▶ _WHAT THE TASK ASKS_:
Find where "pub enum ReaderError" appears in the records below, then return that line and every later line exactly, stopping only at the last line.

▶ _Records from a data source_:
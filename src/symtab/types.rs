use std::fmt;

use serde::Serialize;

/// Recursive type value. Equality is structural: arrays match when their
/// sizes match and their element types match recursively. `Clone` is a deep
/// copy. Values are acyclic by construction, so dropping one always ends.
#[derive(Debug, Clone, PartialEq, Eq, Hash, Serialize)]
pub enum Type {
    Int,
    Char,
    Array { size: usize, element: Box<Type> },
}

impl Type {
    pub fn int() -> Self {
        Self::Int
    }

    pub fn char() -> Self {
        Self::Char
    }

    /// `size` must be positive; the element type moves into the array.
    pub fn array(size: usize, element: Type) -> Self {
        debug_assert!(size > 0, "array size must be positive");
        Self::Array {
            size,
            element: Box::new(element),
        }
    }

    pub fn is_array(&self) -> bool {
        matches!(self, Self::Array { .. })
    }

    pub fn array_size(&self) -> Option<usize> {
        match self {
            Self::Array { size, .. } => Some(*size),
            _ => None,
        }
    }

    pub fn element(&self) -> Option<&Type> {
        match self {
            Self::Array { element, .. } => Some(element),
            _ => None,
        }
    }
}

impl fmt::Display for Type {
    fn fmt(&self, f: &mut fmt::Formatter<'_>) -> fmt::Result {
        match self {
            Self::Int => write!(f, "Int"),
            Self::Char => write!(f, "Char"),
            Self::Array { size, element } => write!(f, "Arr({size},{element})"),
        }
    }
}

#[derive(Debug, Clone, Copy, PartialEq, Eq, Serialize)]
pub enum ConstantValue {
    Int(i32),
    Char(char),
}

impl ConstantValue {
    pub fn ty(&self) -> Type {
        match self {
            Self::Int(_) => Type::Int,
            Self::Char(_) => Type::Char,
        }
    }
}

impl fmt::Display for ConstantValue {
    fn fmt(&self, f: &mut fmt::Formatter<'_>) -> fmt::Result {
        match self {
            Self::Int(i) => write!(f, "Int:{i}"),
            Self::Char(c) => write!(f, "Char:'{c}'"),
        }
    }
}
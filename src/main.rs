use std::path::PathBuf;

use anyhow::{Context, Result, bail};
use clap::Parser;

use kpl_front::error::{ErrorReporter, FailFast, ScanError};
use kpl_front::scanner::lexer::Scanner;
use kpl_front::scanner::reader::SourceReader;
use kpl_front::scanner::token::Token;
use kpl_front::scanner::{self, ErrorPositions, ScannerConfig};
use kpl_front::symtab::{SymbolTable, printer};

#[derive(Parser, Debug)]
#[command(name = "kplc", about = "KPL lexical scanner and symbol table front end")]
struct Cli {
    /// KPL source file to scan
    file: Option<PathBuf>,

    /// Token output format
    #[arg(long, default_value = "text", value_parser = ["text", "json"])]
    format: String,

    /// Longest accepted identifier
    #[arg(
        long,
        default_value_t = ScannerConfig::DEFAULT_MAX_IDENT_LEN,
        value_parser = clap::builder::RangedU64ValueParser::<usize>::new().range(1..)
    )]
    max_ident_len: usize,

    /// Longest accepted string constant
    #[arg(
        long,
        default_value_t = ScannerConfig::DEFAULT_MAX_IDENT_LEN,
        value_parser = clap::builder::RangedU64ValueParser::<usize>::new().range(1..)
    )]
    max_string_len: usize,

    /// Report unterminated strings and comments where the input ended
    #[arg(long)]
    legacy_positions: bool,

    /// Stop scanning at the first lexical error
    #[arg(long)]
    fail_fast: bool,

    /// Print the built-in routines of a fresh symbol table and exit
    #[arg(long)]
    dump_builtins: bool,

    /// Log scope and table activity (RUST_LOG overrides)
    #[arg(short, long)]
    verbose: bool,
}

impl Cli {
    fn scanner_config(&self) -> ScannerConfig {
        ScannerConfig {
            max_ident_len: self.max_ident_len,
            max_string_len: self.max_string_len,
            error_positions: if self.legacy_positions {
                ErrorPositions::Legacy
            } else {
                ErrorPositions::Start
            },
        }
    }
}

fn init_logging(verbose: bool) {
    let level = if verbose { "debug" } else { "error" };
    env_logger::Builder::from_env(env_logger::Env::default().default_filter_or(level)).init();
}

fn scan_with<E: ErrorReporter>(
    reader: SourceReader,
    reporter: E,
    config: ScannerConfig,
) -> (Vec<Token>, E) {
    let mut scanner = Scanner::with_reporter(reader, reporter, config);
    let tokens: Vec<Token> = scanner.by_ref().collect();
    (tokens, scanner.into_reporter())
}

fn report_scan_errors(errors: Vec<ScanError>, name: &str, source: &str) -> anyhow::Error {
    let count = errors.len();
    for e in errors {
        eprintln!("{:?}", miette::Report::new(e.into_report(name, source)));
    }
    anyhow::anyhow!("{count} error(s)")
}

fn dump_builtins() -> Result<()> {
    let table = SymbolTable::new();
    print!("{}", printer::dump_table(&table));
    table.teardown().context("tear down symbol table")?;
    Ok(())
}

fn main() -> Result<()> {
    let cli = Cli::parse();
    init_logging(cli.verbose);

    if cli.dump_builtins {
        return dump_builtins();
    }

    let Some(path) = cli.file.as_ref() else {
        bail!("scanner: no input file");
    };
    let reader = SourceReader::open(path)?;
    let source = reader.source().to_string();
    let name = path.display().to_string();
    let config = cli.scanner_config();

    let (tokens, errors): (Vec<Token>, Vec<ScanError>) = if cli.fail_fast {
        let (tokens, reporter) = scan_with(reader, FailFast::default(), config);
        (tokens, reporter.error.into_iter().collect())
    } else {
        scan_with(reader, Vec::new(), config)
    };

    match cli.format.as_str() {
        "json" => println!("{}", scanner::to_json(&tokens)),
        _ => {
            for token in tokens.iter().filter(|t| !t.is_eof()) {
                println!("{token}");
            }
        }
    }

    if errors.is_empty() {
        Ok(())
    } else {
        Err(report_scan_errors(errors, &name, &source))
    }
}

#[cfg(test)]
mod tests {
    use super::*;

    #[test]
    fn zero_length_limits_are_rejected() {
        assert!(Cli::try_parse_from(["kplc", "--max-ident-len", "0", "a.kpl"]).is_err());
        assert!(Cli::try_parse_from(["kplc", "--max-string-len", "0", "a.kpl"]).is_err());
    }

    #[test]
    fn limits_reach_the_scanner_config() {
        let cli = Cli::try_parse_from([
            "kplc",
            "--max-ident-len",
            "3",
            "--legacy-positions",
            "a.kpl",
        ])
        .unwrap();
        let config = cli.scanner_config();
        assert_eq!(config.max_ident_len, 3);
        assert_eq!(config.max_string_len, ScannerConfig::DEFAULT_MAX_IDENT_LEN);
        assert_eq!(config.error_positions, ErrorPositions::Legacy);
    }
}
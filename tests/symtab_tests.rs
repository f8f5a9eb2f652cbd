use kpl_front::SymbolError;
use kpl_front::symtab::{ConstantValue, ObjectId, ObjectKind, ParamKind, SymbolTable, Type};

/// Declarations of fixtures/example.kpl, made the way a parser would.
struct Example {
    table: SymbolTable,
    var_n: ObjectId,
    function: ObjectId,
    param_n: ObjectId,
}

fn declare_example() -> Result<Example, SymbolError> {
    let mut table = SymbolTable::new();
    let program = table.create_program("EXAMPLE")?;
    let program_scope = table.object(program).and_then(|o| o.scope()).unwrap();
    table.enter_scope(program_scope);

    let max = table.create_constant("MAX", ConstantValue::Int(10));
    table.declare(max)?;
    let nl = table.create_constant("NL", ConstantValue::Char('n'));
    table.declare(nl)?;

    let vector = Type::array(10, Type::int());
    let vector_decl = table.create_type("VECTOR", vector.clone());
    table.declare(vector_decl)?;

    let var_n = table.create_variable("N", Type::int());
    table.declare(var_n)?;
    let var_v = table.create_variable("V", vector);
    table.declare(var_v)?;

    let function = table.create_function("F");
    table.declare(function)?;
    let function_scope = table.object(function).and_then(|o| o.scope()).unwrap();
    table.enter_scope(function_scope);
    let param_n = table.create_parameter("N", ParamKind::Value, function, Type::int());
    table.declare(param_n)?;
    table.set_return_type(function, Type::int())?;

    Ok(Example {
        table,
        var_n,
        function,
        param_n,
    })
}

#[test]
fn parameter_shadows_outer_variable() {
    let mut example = declare_example().expect("declarations should succeed");
    let table = &mut example.table;
    assert_eq!(table.resolve("N"), Some(example.param_n));
    assert_eq!(table.resolve("F"), Some(example.function));
    assert_eq!(
        table.resolve("MAX").map(|id| table.object(id).unwrap().name.as_str()),
        Some("MAX")
    );

    table.exit_scope().unwrap();
    assert_eq!(table.resolve("N"), Some(example.var_n));
    assert_eq!(table.resolve("n"), None);
    assert!(table.resolve("WRITEI").is_some());
}

#[test]
fn function_signature_references_its_parameter() {
    let example = declare_example().unwrap();
    let table = &example.table;
    assert_eq!(table.params(example.function), &[example.param_n]);

    let param = table.object(example.param_n).unwrap();
    match &param.kind {
        ObjectKind::Parameter { kind, function, ty } => {
            assert_eq!(*kind, ParamKind::Value);
            assert_eq!(*function, example.function);
            assert_eq!(ty, table.int_type());
        }
        other => panic!("expected a parameter, got {other:?}"),
    }
}

#[test]
fn declared_types_compare_structurally() {
    let example = declare_example().unwrap();
    let table = &example.table;
    let program_scope = table.object(table.program().unwrap()).unwrap().scope().unwrap();
    let vector = table.lookup_in_scope(program_scope, "VECTOR").unwrap();
    let v = table.lookup_in_scope(program_scope, "V").unwrap();
    let vector_ty = table.object(vector).unwrap().ty().unwrap();
    let v_ty = table.object(v).unwrap().ty().unwrap();
    assert_eq!(vector_ty, v_ty);
    assert_ne!(vector_ty, &Type::array(11, Type::int()));
}

#[test]
fn teardown_frees_every_object_exactly_once() {
    let example = declare_example().unwrap();
    let live = example.table.live_objects();
    let scopes = example.table.live_scopes();
    let report = example.table.teardown().expect("teardown should succeed");
    assert_eq!(report.freed_objects, live);
    assert_eq!(report.freed_scopes, scopes);
    assert_eq!(report.leaked_objects, 0);
    assert_eq!(report.leaked_scopes, 0);
}

#[test]
fn parameter_in_program_scope_is_a_structural_error() {
    let mut example = declare_example().unwrap();
    let table = &mut example.table;
    table.exit_scope().unwrap();
    let stray = table.create_parameter("X", ParamKind::Reference, example.function, Type::char());
    assert!(matches!(
        table.declare(stray),
        Err(SymbolError::ParameterOutsideRoutine { .. })
    ));
    assert_eq!(table.params(example.function).len(), 1);
}

#[test]
fn nested_procedure_scope_chain() {
    let mut example = declare_example().unwrap();
    let table = &mut example.table;
    let function_scope = table.current_scope();

    let inner = table.create_procedure("INNER");
    table.declare(inner).unwrap();
    let inner_scope = table.object(inner).unwrap().scope().unwrap();
    assert_eq!(table.scope(inner_scope).unwrap().outer, function_scope);

    table.enter_scope(inner_scope);
    assert_eq!(table.resolve("N"), Some(example.param_n));
    table.exit_scope().unwrap();
    assert_eq!(table.current_scope(), function_scope);
}
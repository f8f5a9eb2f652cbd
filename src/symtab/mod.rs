//! Scope-structured registry of declared program entities.
//!
//! Objects and scopes live in arenas owned by [`SymbolTable`] and are
//! addressed by copyable handles. A scope's object list is the single owner
//! of each declared object; a routine's parameter list only repeats the
//! handles, so disposal visits every object exactly once.

pub mod object;
pub mod printer;
pub mod table;
pub mod types;

use std::fmt;

pub use object::{Object, ObjectKind, ParamKind, Scope};
pub use table::{SymbolTable, TeardownReport};
pub use types::{ConstantValue, Type};

#[derive(Debug, Clone, Copy, PartialEq, Eq, Hash, PartialOrd, Ord)]
pub struct ObjectId(pub(crate) usize);

#[derive(Debug, Clone, Copy, PartialEq, Eq, Hash, PartialOrd, Ord)]
pub struct ScopeId(pub(crate) usize);

impl fmt::Display for ObjectId {
    fn fmt(&self, f: &mut fmt::Formatter<'_>) -> fmt::Result {
        write!(f, "#{}", self.0)
    }
}

impl fmt::Display for ScopeId {
    fn fmt(&self, f: &mut fmt::Formatter<'_>) -> fmt::Result {
        write!(f, "scope#{}", self.0)
    }
}
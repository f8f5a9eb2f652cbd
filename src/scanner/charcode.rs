//! Coarse character classes that drive the scanner's branching.

#[derive(Debug, Clone, Copy, PartialEq, Eq)]
pub enum CharCode {
    Space,
    Letter,
    Digit,
    Plus,
    Minus,
    Times,
    Slash,
    LeftParen,
    RightParen,
    Equal,
    Less,
    Greater,
    Exclaim,
    Comma,
    Period,
    Colon,
    Semicolon,
    SingleQuote,
    DoubleQuote,
    Invalid,
}

const ASCII_TABLE: [CharCode; 128] = build_table();

const fn build_table() -> [CharCode; 128] {
    let mut table = [CharCode::Invalid; 128];

    let mut c = b'a';
    while c <= b'z' {
        table[c as usize] = CharCode::Letter;
        table[(c - b'a' + b'A') as usize] = CharCode::Letter;
        c += 1;
    }
    let mut d = b'0';
    while d <= b'9' {
        table[d as usize] = CharCode::Digit;
        d += 1;
    }

    table[b' ' as usize] = CharCode::Space;
    table[b'\t' as usize] = CharCode::Space;
    table[b'\n' as usize] = CharCode::Space;
    table[b'\r' as usize] = CharCode::Space;

    table[b'+' as usize] = CharCode::Plus;
    table[b'-' as usize] = CharCode::Minus;
    table[b'*' as usize] = CharCode::Times;
    table[b'/' as usize] = CharCode::Slash;
    table[b'(' as usize] = CharCode::LeftParen;
    table[b')' as usize] = CharCode::RightParen;
    table[b'=' as usize] = CharCode::Equal;
    table[b'<' as usize] = CharCode::Less;
    table[b'>' as usize] = CharCode::Greater;
    table[b'!' as usize] = CharCode::Exclaim;
    table[b',' as usize] = CharCode::Comma;
    table[b'.' as usize] = CharCode::Period;
    table[b':' as usize] = CharCode::Colon;
    table[b';' as usize] = CharCode::Semicolon;
    table[b'\'' as usize] = CharCode::SingleQuote;
    table[b'"' as usize] = CharCode::DoubleQuote;
    table
}

impl CharCode {
    /// Classify one character. Total: anything outside the ASCII table is `Invalid`.
    pub fn of(c: char) -> Self {
        if c.is_ascii() {
            ASCII_TABLE[c as usize]
        } else {
            CharCode::Invalid
        }
    }

    pub fn is_ident_part(self) -> bool {
        matches!(self, CharCode::Letter | CharCode::Digit)
    }
}
use std::path::PathBuf;

use miette::{Diagnostic, SourceSpan};
use serde::Serialize;
use thiserror::Error;

use crate::scanner::token::Position;
use crate::symtab::{ObjectId, ScopeId};

// ============= Lexical errors =============

#[derive(Debug, Clone, Copy, PartialEq, Eq, Serialize, strum::Display)]
pub enum ScanErrorKind {
    #[strum(serialize = "identifier too long")]
    IdentifierTooLong,
    #[strum(serialize = "string constant too long")]
    StringTooLong,
    #[strum(serialize = "invalid const char")]
    InvalidCharConstant,
    #[strum(serialize = "end of string not found")]
    UnterminatedString,
    #[strum(serialize = "end of comment not found")]
    UnterminatedComment,
    #[strum(serialize = "invalid symbol")]
    InvalidSymbol,
}

/// A lexical error as handed to the error reporter.
#[derive(Error, Debug, Clone, PartialEq, Eq, Serialize)]
#[error("{position}: {kind}")]
pub struct ScanError {
    pub kind: ScanErrorKind,
    pub position: Position,
}

impl ScanError {
    pub fn new(kind: ScanErrorKind, position: Position) -> Self {
        Self { kind, position }
    }

    /// Attach source code for fancy miette diagnostics
    pub fn into_report(self, name: impl Into<String>, source: impl Into<String>) -> CompileError {
        CompileError::scan(self).with_source_code(name, source)
    }
}

/// Whether the reporter wants scanning to go on after an error.
#[derive(Debug, Clone, Copy, PartialEq, Eq)]
pub enum Flow {
    Continue,
    Abort,
}

/// Receives every lexical error the scanner detects.
pub trait ErrorReporter {
    fn report(&mut self, error: ScanError) -> Flow;
}

impl ErrorReporter for Vec<ScanError> {
    fn report(&mut self, error: ScanError) -> Flow {
        self.push(error);
        Flow::Continue
    }
}

/// Records the first error and asks the scanner to stop.
#[derive(Debug, Default)]
pub struct FailFast {
    pub error: Option<ScanError>,
}

impl ErrorReporter for FailFast {
    fn report(&mut self, error: ScanError) -> Flow {
        self.error.get_or_insert(error);
        Flow::Abort
    }
}

// ============= Symbol table errors =============

#[derive(Error, Debug, Clone, PartialEq, Eq)]
pub enum SymbolError {
    #[error("no active scope")]
    NoActiveScope,

    #[error("parameter '{name}' declared outside a function or procedure")]
    ParameterOutsideRoutine { name: String },

    #[error("parameter '{name}' belongs to '{routine}', not to the scope's owner")]
    ParameterOwnerMismatch { name: String, routine: String },

    #[error("'{name}' is already declared")]
    AlreadyDeclared { name: String },

    #[error("program object already set to '{existing}'")]
    ProgramAlreadySet { existing: String },

    #[error("object {0} does not exist or was already freed")]
    UnknownObject(ObjectId),

    #[error("scope {0} does not exist or was already freed")]
    UnknownScope(ScopeId),

    #[error("'{name}' is not a function")]
    NotAFunction { name: String },
}

// ============= Reader errors =============

#[derive(Error, Debug)]
pub enum ReaderError {
    #[error("can't read input file '{path}'")]
    Open {
        path: PathBuf,
        #[source]
        source: std::io::Error,
    },
}

// ============= Rendered diagnostics =============

#[derive(Error, Debug, Diagnostic)]
pub enum CompileError {
    #[error("scan error: {message}")]
    #[diagnostic(code(kpl::scan))]
    Scan {
        message: String,
        #[label("here")]
        span: SourceSpan,
        #[source_code]
        src: miette::NamedSource<String>,
    },

    #[error("symbol table error: {0}")]
    #[diagnostic(code(kpl::symtab))]
    Symbol(#[from] SymbolError),
}

impl CompileError {
    pub fn scan(error: ScanError) -> Self {
        Self::Scan {
            message: error.to_string(),
            span: error.position.into(),
            src: miette::NamedSource::new("input", String::new()),
        }
    }

    /// Attach source code for fancy miette diagnostics
    pub fn with_source_code(self, name: impl Into<String>, source: impl Into<String>) -> Self {
        match self {
            Self::Scan { message, span, .. } => Self::Scan {
                message,
                span,
                src: miette::NamedSource::new(name.into(), source.into()),
            },
            other => other,
        }
    }
}

// ============= Tests =============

▶ _EXPECTED ANSWER_:
pub enum ReaderError {
    #[error("can't read input file '{path}'")]
    Open {
        path: PathBuf,
        #[source]
        source: std::io::Error,
    },
}

// ============= Rendered diagnostics =============

#[derive(Error, Debug, Diagnostic)]
pub enum CompileError {
    #[error("scan error: {message}")]
    #[diagnostic(code(kpl::scan))]
    Scan {
        message: String,
        #[label("here")]
        span: SourceSpan,
        #[source_code]
        src: miette::NamedSource<String>,
    },

    #[error("symbol table error: {0}")]
    #[diagnostic(code(kpl::symtab))]
    Symbol(#[from] SymbolError),
}

impl CompileError {
    pub fn scan(error: ScanError) -> Self {
        Self::Scan {
            message: error.to_string(),
            span: error.position.into(),
            src: miette::NamedSource::new("input", String::new()),
        }
    }

    /// Attach source code for fancy miette diagnostics
    pub fn with_source_code(self, name: impl Into<String>, source: impl Into<String>) -> Self {
        match self {
            Self::Scan { message, span, .. } => Self::Scan {
                message,
                span,
                src: miette::NamedSource::new(name.into(), source.into()),
            },
            other => other,
        }
    }
}

// ============= Tests =============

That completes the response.